> _What to work on_:
Using the word "async" as the filter, copy each matching line from the records.

> _Information given_:
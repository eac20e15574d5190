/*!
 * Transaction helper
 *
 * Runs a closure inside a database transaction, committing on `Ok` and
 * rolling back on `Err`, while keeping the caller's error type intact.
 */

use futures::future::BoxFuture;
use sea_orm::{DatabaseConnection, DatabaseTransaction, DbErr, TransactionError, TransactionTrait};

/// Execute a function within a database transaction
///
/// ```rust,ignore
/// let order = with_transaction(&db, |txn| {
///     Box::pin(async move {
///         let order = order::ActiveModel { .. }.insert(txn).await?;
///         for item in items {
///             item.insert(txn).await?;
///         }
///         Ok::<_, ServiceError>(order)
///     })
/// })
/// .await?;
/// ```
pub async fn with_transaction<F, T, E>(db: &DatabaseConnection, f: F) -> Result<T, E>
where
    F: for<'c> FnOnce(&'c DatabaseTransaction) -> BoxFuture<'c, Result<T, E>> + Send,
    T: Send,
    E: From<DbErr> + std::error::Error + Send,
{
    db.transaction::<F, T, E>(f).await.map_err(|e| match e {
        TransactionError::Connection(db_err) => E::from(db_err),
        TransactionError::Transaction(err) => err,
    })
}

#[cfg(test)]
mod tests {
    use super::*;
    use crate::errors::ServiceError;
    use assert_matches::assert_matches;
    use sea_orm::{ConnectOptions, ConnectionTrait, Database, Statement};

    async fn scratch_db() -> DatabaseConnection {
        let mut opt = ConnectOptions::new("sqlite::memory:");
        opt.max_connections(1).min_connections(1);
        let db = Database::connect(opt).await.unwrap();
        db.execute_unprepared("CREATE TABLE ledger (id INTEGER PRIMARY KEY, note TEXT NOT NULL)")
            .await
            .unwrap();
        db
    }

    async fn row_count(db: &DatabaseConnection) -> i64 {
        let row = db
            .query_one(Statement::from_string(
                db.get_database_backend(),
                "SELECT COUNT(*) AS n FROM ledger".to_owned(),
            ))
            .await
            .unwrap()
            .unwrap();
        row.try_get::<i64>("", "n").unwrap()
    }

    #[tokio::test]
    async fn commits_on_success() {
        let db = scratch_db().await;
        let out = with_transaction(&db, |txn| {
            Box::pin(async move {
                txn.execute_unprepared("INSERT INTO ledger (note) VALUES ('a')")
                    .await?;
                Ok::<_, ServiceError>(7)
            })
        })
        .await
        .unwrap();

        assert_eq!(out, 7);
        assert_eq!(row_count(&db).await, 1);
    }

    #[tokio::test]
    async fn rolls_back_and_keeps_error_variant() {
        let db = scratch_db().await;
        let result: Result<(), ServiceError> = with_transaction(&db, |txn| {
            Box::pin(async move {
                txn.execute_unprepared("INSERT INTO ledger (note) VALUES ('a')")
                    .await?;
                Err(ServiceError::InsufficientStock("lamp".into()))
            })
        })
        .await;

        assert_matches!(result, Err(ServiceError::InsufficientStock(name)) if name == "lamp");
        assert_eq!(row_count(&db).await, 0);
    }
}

> _Output of the exercise_:
///     Box::pin(async move {
pub async fn with_transaction<F, T, E>(db: &DatabaseConnection, f: F) -> Result<T, E>
    async fn scratch_db() -> DatabaseConnection {
    async fn row_count(db: &DatabaseConnection) -> i64 {
    async fn commits_on_success() {
            Box::pin(async move {
    async fn rolls_back_and_keeps_error_variant() {
            Box::pin(async move {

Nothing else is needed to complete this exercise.